The line containing "transform transition-all duration-300" marks the end: write out exactly every line from the first line of the data below through that line, and only those.

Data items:
══════

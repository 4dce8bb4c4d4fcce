//! Toast Notification Component
//!
//! Shows the current success, error, warning or info message.

use leptos::*;

use crate::state::global::{GlobalState, ToastMessage};

/// Toast notification container
#[component]
pub fn Toast() -> impl IntoView {
    let state = expect_context::<GlobalState>();
    let toast = state.toast;

    view! {
        <div class="fixed bottom-6 right-4 z-50 space-y-2">
            {move || toast.get().map(|message| view! { <ToastItem message=message /> })}
        </div>
    }
}

#[component]
fn ToastItem(message: ToastMessage) -> impl IntoView {
    let state = expect_context::<GlobalState>();

    view! {
        <div class=format!(
            "flex items-center space-x-3 {} text-white px-4 py-3 rounded-lg shadow-lg \
             transform transition-all duration-300 ease-out animate-slide-in",
            message.kind.class()
        )>
            <span class="text-lg">{message.kind.icon()}</span>
            <span class="text-sm font-medium">{message.text}</span>
            <button class="ml-2 text-white/70 hover:text-white" on:click=move |_| state.dismiss_toast()>
                "×"
            </button>
        </div>
    }
}
//! Header Component
//!
//! Brand, search box, navigation links and the guest or user menu.

use leptos::*;
use novelly::catalog::initials;
use novelly::models::Role;
use novelly::router::{href, paths, LOGIN_PATH};
use novelly::store::SearchHandoff;
use novelly::validation::validate_search_term;

use crate::state::{confirm, GlobalState};

const LOGOUT_REDIRECT_MS: u32 = 1000;

#[component]
pub fn Header() -> impl IntoView {
    let state = expect_context::<GlobalState>();
    let (query, set_query) = create_signal(String::new());

    let state_for_search = state.clone();
    let on_search = move |ev: ev::SubmitEvent| {
        ev.prevent_default();
        let term = match validate_search_term(&query.get()) {
            Ok(term) => term,
            Err(e) => {
                state_for_search.show_warning(&e.to_string());
                return;
            }
        };

        let state = state_for_search.clone();
        spawn_local(async move {
            match state.with_spinner(state.api().novels().search(&term)).await {
                Ok(results) => {
                    state.store.update(|s| {
                        s.search = Some(SearchHandoff {
                            query: term.clone(),
                            results,
                        })
                    });
                    state.navigate(&paths::search(&term));
                }
                Err(e) => state.show_error(&format!("Search failed: {}", e)),
            }
        });
    };

    let app = state.app;
    let is_admin = move || app.with(|s| s.role() == Some(Role::Admin));

    view! {
        <header class="bg-gray-800 border-b border-gray-700 sticky top-0 z-40">
            <div class="container mx-auto px-4 h-16 flex items-center justify-between gap-4">
                <a href="#/home" class="flex items-center space-x-2">
                    <span class="text-2xl">"📚"</span>
                    <span class="text-xl font-bold">"Novelly"</span>
                </a>

                <form class="flex-1 max-w-md flex" on:submit=on_search>
                    <input
                        type="search"
                        placeholder="Search novels..."
                        class="flex-1 bg-gray-700 rounded-l-lg px-3 py-2 text-sm"
                        prop:value=move || query.get()
                        on:input=move |ev| set_query.set(event_target_value(&ev))
                    />
                    <button type="submit" class="bg-gray-600 hover:bg-gray-500 rounded-r-lg px-3">"🔍"</button>
                </form>

                <nav class="flex items-center space-x-4 text-sm">
                    <a href="#/home">"Home"</a>
                    <a href="#/library">"Library"</a>
                    <Show when=is_admin>
                        <a href="#/admin">"Admin"</a>
                    </Show>
                </nav>

                {move || {
                    match app.with(|s| s.current_user.clone()) {
                        Some(user) => view! { <UserMenu username=user.username /> }.into_view(),
                        None => view! {
                            <div class="flex items-center space-x-2">
                                <a href="#/login" class="px-3 py-1.5 border border-gray-600 rounded-lg text-sm">"Login"</a>
                                <a href="#/register" class="px-3 py-1.5 bg-blue-600 hover:bg-blue-700 rounded-lg text-sm">"Register"</a>
                            </div>
                        }
                        .into_view(),
                    }
                }}
            </div>
        </header>
    }
}

#[component]
fn UserMenu(username: String) -> impl IntoView {
    let state = expect_context::<GlobalState>();
    let (open, set_open) = create_signal(false);
    let avatar = initials(&username);

    let on_logout = move |_: ev::MouseEvent| {
        set_open.set(false);
        if !confirm("Are you sure you want to logout?") {
            return;
        }
        state.session.logout();
        state.show_success("Logged out successfully");
        state.navigate_later(LOGIN_PATH, LOGOUT_REDIRECT_MS).forget();
    };

    view! {
        <div class="relative">
            <button class="w-9 h-9 rounded-full bg-blue-600 font-semibold text-sm" on:click=move |_| set_open.update(|o| *o = !*o)>
                {avatar}
            </button>
            <Show when=move || open.get()>
                <div class="absolute right-0 mt-2 w-44 bg-gray-800 border border-gray-700 rounded-lg shadow-lg flex flex-col py-2 text-sm">
                    <span class="px-4 py-1 text-gray-400">{username.clone()}</span>
                    <a class="px-4 py-1 hover:bg-gray-700" href=href("/profile") on:click=move |_| set_open.set(false)>"Profile"</a>
                    <a class="px-4 py-1 hover:bg-gray-700" href=href("/edit-profile") on:click=move |_| set_open.set(false)>"Edit Profile"</a>
                    <button class="text-left px-4 py-1 text-red-400 hover:bg-gray-700" on:click=on_logout.clone()>"Logout"</button>
                </div>
            </Show>
        </div>
    }
}
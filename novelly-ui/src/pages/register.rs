//! Register Page
//!
//! Account creation with live password strength feedback.

use leptos::*;
use novelly::router::HOME_PATH;
use novelly::validation::{password_strength, validate_registration, FieldError};

use super::{FieldMessage, INPUT_CLASS, PRIMARY_BUTTON};
use crate::state::GlobalState;

#[component]
pub fn Register() -> impl IntoView {
    let state = expect_context::<GlobalState>();

    let (username, set_username) = create_signal(String::new());
    let (email, set_email) = create_signal(String::new());
    let (password, set_password) = create_signal(String::new());
    let (confirm, set_confirm) = create_signal(String::new());
    let (errors, set_errors) = create_signal(Vec::<FieldError>::new());

    let strength = create_memo(move |_| password.with(|p| password_strength(p)));

    let on_submit = move |ev: ev::SubmitEvent| {
        ev.prevent_default();

        let (username, email, password) = (username.get(), email.get(), password.get());
        let problems = validate_registration(&username, &email, &password, &confirm.get());
        let invalid = !problems.is_empty();
        set_errors.set(problems);
        if invalid {
            return;
        }

        let state = state.clone();
        spawn_local(async move {
            let result = state
                .with_spinner(state.session.register(&username, &email, &password))
                .await;
            match result {
                Ok(user) => {
                    state.show_success(&format!("Welcome, {}!", user.username));
                    state.navigate(HOME_PATH);
                }
                Err(e) => set_errors.set(vec![FieldError {
                    field: "form",
                    message: e.to_string(),
                }]),
            }
        });
    };

    let input = |label: &'static str,
                 kind: &'static str,
                 field: &'static str,
                 value: ReadSignal<String>,
                 set: WriteSignal<String>| {
        view! {
            <div>
                <label class="block text-sm mb-1">{label}</label>
                <input
                    type=kind
                    class=INPUT_CLASS
                    prop:value=move || value.get()
                    on:input=move |ev| set.set(event_target_value(&ev))
                />
                <FieldMessage errors=errors field=field />
            </div>
        }
    };

    view! {
        <div class="max-w-md mx-auto bg-gray-800 rounded-xl p-8 mt-8">
            <h1 class="text-2xl font-bold mb-1">"Create Account"</h1>
            <p class="text-gray-400 mb-6">"Join Novelly and start reading"</p>

            <form on:submit=on_submit class="space-y-4">
                <FieldMessage errors=errors field="form" />
                {input("Username", "text", "username", username, set_username)}
                {input("Email", "email", "email", email, set_email)}
                {input("Password", "password", "password", password, set_password)}

                <Show when=move || !password.with(String::is_empty)>
                    <div class="text-sm">
                        <div class="h-1.5 bg-gray-700 rounded">
                            <div
                                class=move || format!("h-1.5 rounded strength-{}", strength.get().level.as_str())
                                style=move || format!("width: {}%", u32::from(strength.get().score) * 100 / 6)
                            />
                        </div>
                        <p class="text-gray-400 mt-1">{move || strength.get().level.message()}</p>
                    </div>
                </Show>

                {input("Confirm Password", "password", "confirm", confirm, set_confirm)}

                <button type="submit" class=format!("{} w-full", PRIMARY_BUTTON)>"Register"</button>
            </form>

            <p class="text-sm text-gray-400 mt-6 text-center">
                "Already have an account? "
                <a href="#/login" class="text-blue-400 hover:underline">"Login"</a>
            </p>
        </div>
    }
}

══════

→ The completed task
repository 4dce8bb4c4d4fcce
//! Toast Notification Component
//!
//! Shows the current success, error, warning or info message.

use leptos::*;

use crate::state::global::{GlobalState, ToastMessage};

/// Toast notification container
#[component]
pub fn Toast() -> impl IntoView {
    let state = expect_context::<GlobalState>();
    let toast = state.toast;

    view! {
        <div class="fixed bottom-6 right-4 z-50 space-y-2">
            {move || toast.get().map(|message| view! { <ToastItem message=message /> })}
        </div>
    }
}

#[component]
fn ToastItem(message: ToastMessage) -> impl IntoView {
    let state = expect_context::<GlobalState>();

    view! {
        <div class=format!(
            "flex items-center space-x-3 {} text-white px-4 py-3 rounded-lg shadow-lg \
             transform transition-all duration-300 ease-out animate-slide-in",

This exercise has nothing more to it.